• WHAT NEEDS TO BE DONE
Nothing outside the range is wanted. Repeat exactly the lines below from the one with "#[derive(Debug, Clone, Copy, PartialEq, Eq)]" through the one with "let mut merged: BTreeMap<(PartitionKey, i32), R>".

******************************

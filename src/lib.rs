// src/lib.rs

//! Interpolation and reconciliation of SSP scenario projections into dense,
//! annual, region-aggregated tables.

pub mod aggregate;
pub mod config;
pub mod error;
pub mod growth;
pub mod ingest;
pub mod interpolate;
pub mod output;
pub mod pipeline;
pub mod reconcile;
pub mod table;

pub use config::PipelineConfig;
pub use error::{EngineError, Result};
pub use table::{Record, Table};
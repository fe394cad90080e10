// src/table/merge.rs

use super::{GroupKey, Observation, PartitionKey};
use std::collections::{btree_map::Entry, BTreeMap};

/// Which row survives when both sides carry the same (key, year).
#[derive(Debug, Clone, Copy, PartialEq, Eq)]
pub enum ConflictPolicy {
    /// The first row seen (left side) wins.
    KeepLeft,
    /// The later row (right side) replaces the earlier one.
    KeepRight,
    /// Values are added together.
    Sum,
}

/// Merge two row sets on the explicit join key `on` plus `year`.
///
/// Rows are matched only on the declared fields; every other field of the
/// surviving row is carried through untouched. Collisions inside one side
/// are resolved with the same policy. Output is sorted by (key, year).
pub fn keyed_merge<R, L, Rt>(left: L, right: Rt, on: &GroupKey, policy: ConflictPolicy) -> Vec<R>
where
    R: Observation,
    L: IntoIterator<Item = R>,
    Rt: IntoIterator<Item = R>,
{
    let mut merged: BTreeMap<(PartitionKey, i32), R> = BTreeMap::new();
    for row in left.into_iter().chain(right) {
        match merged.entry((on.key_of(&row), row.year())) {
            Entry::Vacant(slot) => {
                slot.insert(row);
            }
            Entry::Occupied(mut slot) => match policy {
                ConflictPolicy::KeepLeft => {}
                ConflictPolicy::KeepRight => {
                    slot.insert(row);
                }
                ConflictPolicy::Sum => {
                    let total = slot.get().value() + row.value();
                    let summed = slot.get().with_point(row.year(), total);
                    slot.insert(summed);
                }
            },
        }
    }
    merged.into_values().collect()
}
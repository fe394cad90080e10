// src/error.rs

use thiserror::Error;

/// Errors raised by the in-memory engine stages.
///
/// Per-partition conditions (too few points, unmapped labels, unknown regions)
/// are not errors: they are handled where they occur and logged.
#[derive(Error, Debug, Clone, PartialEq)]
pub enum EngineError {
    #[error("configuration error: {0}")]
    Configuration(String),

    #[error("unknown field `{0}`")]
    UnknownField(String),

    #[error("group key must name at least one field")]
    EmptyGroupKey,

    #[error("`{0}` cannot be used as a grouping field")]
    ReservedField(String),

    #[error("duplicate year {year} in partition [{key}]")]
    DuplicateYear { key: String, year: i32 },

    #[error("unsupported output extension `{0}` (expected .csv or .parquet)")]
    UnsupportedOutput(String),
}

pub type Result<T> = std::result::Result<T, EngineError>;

******************************

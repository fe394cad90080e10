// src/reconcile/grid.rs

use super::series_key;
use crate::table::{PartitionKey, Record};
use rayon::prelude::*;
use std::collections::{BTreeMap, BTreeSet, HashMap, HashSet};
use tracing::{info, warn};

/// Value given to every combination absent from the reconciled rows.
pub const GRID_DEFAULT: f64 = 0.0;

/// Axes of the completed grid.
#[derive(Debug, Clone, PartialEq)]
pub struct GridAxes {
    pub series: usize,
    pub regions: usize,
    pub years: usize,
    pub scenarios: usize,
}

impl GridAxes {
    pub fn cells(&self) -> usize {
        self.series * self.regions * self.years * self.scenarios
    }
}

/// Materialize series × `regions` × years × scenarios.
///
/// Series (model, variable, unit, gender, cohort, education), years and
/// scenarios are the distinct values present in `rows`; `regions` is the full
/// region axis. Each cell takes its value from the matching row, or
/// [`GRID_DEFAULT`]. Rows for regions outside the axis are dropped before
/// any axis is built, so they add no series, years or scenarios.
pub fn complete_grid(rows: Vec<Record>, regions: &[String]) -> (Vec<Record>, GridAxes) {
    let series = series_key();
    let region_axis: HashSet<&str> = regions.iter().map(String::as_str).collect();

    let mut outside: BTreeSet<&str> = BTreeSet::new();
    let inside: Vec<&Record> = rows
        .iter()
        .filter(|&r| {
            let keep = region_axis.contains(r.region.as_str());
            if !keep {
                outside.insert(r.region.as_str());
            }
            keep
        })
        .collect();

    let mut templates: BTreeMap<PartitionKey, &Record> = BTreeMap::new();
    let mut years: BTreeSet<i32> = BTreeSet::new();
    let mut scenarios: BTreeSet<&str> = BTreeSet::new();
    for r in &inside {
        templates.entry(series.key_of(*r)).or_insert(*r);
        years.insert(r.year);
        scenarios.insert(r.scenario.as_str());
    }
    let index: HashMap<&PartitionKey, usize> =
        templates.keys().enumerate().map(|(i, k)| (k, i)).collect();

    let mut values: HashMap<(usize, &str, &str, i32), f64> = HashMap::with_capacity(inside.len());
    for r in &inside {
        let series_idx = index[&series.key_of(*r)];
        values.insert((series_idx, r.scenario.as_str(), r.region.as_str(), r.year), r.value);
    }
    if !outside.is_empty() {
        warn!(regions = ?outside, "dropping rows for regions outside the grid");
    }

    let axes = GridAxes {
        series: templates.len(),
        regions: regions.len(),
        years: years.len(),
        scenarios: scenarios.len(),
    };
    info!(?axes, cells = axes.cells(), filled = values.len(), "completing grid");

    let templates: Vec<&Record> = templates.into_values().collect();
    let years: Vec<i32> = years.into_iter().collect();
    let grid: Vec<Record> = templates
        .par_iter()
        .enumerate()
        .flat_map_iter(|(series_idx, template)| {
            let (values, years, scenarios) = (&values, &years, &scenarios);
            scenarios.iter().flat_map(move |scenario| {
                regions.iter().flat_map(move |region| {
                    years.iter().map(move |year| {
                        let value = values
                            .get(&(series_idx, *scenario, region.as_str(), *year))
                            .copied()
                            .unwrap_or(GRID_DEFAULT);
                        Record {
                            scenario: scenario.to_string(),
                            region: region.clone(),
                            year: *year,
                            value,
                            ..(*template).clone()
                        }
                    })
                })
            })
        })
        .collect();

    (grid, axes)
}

******************************

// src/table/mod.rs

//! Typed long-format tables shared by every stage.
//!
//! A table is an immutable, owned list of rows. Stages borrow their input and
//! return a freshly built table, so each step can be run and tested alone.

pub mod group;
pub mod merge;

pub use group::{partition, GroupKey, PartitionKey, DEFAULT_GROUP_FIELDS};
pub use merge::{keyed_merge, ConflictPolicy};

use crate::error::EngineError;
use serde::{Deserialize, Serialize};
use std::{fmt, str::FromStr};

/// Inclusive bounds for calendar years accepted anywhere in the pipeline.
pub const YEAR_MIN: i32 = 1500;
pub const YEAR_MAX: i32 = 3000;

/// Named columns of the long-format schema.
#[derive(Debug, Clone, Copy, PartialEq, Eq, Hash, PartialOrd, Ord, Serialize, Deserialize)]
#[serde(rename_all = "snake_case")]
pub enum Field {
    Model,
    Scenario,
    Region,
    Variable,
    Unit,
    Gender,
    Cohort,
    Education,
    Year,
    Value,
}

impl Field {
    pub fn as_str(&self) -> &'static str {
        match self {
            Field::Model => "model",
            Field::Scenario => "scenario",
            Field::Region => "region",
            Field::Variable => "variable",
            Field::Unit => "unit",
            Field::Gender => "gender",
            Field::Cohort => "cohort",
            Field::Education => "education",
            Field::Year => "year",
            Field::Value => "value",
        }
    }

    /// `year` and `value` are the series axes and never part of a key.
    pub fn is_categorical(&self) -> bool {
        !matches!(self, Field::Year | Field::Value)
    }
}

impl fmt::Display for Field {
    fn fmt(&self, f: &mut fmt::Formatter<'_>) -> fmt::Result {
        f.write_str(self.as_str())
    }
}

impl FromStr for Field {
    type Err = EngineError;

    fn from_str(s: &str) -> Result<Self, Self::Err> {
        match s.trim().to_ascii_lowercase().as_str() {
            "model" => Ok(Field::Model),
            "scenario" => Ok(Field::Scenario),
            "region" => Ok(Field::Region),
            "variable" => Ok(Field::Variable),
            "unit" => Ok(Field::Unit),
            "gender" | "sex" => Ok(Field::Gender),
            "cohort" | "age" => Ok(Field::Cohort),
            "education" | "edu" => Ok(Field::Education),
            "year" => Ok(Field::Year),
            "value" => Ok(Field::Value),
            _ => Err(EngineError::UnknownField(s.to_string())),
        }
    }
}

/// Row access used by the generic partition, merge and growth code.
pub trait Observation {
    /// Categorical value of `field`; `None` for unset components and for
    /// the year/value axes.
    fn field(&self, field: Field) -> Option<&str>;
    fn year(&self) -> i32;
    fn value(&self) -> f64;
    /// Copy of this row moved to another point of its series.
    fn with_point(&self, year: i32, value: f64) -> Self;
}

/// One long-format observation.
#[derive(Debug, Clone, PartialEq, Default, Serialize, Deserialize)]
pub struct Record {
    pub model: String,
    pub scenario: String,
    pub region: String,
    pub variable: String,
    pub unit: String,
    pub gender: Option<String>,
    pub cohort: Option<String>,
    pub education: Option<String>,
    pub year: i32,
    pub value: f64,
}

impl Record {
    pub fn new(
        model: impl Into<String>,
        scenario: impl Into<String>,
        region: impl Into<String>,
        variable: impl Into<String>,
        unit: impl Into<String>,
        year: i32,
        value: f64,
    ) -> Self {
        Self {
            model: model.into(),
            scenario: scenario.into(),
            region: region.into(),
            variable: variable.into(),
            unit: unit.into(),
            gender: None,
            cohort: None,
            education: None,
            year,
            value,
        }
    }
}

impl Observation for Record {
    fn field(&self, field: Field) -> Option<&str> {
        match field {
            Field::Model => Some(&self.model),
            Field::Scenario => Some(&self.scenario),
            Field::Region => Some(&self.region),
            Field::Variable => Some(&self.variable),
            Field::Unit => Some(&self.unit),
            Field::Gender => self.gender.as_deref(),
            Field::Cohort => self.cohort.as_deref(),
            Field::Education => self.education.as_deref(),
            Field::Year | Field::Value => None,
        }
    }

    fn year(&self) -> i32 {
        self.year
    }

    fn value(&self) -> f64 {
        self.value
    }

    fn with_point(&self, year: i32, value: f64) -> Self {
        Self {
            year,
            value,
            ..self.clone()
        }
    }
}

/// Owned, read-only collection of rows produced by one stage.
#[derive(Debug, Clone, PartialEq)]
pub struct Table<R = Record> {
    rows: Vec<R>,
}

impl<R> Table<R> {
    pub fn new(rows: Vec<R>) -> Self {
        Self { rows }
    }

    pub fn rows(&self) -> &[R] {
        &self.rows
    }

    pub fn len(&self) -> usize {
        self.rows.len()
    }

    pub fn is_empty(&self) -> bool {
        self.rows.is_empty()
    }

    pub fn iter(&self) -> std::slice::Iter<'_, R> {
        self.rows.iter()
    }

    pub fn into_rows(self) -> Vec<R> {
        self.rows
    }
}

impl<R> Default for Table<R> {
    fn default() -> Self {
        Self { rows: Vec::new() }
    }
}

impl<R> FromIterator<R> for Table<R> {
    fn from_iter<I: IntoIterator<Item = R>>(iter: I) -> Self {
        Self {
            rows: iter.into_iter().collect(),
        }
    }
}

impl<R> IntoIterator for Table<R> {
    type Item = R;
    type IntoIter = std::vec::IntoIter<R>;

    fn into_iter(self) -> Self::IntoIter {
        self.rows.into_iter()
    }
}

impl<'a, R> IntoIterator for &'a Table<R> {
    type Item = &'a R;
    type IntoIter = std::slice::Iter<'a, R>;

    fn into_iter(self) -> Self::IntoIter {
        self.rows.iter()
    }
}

******************************

• OUTPUT OF THE TASK
#[derive(Debug, Clone, Copy, PartialEq, Eq)]
pub enum ConflictPolicy {
    /// The first row seen (left side) wins.
    KeepLeft,
    /// The later row (right side) replaces the earlier one.
    KeepRight,
    /// Values are added together.
    Sum,
}

/// Merge two row sets on the explicit join key `on` plus `year`.
///
/// Rows are matched only on the declared fields; every other field of the
/// surviving row is carried through untouched. Collisions inside one side
/// are resolved with the same policy. Output is sorted by (key, year).
pub fn keyed_merge<R, L, Rt>(left: L, right: Rt, on: &GroupKey, policy: ConflictPolicy) -> Vec<R>
where
    R: Observation,
    L: IntoIterator<Item = R>,
    Rt: IntoIterator<Item = R>,
{
    let mut merged: BTreeMap<(PartitionKey, i32), R> = BTreeMap::new();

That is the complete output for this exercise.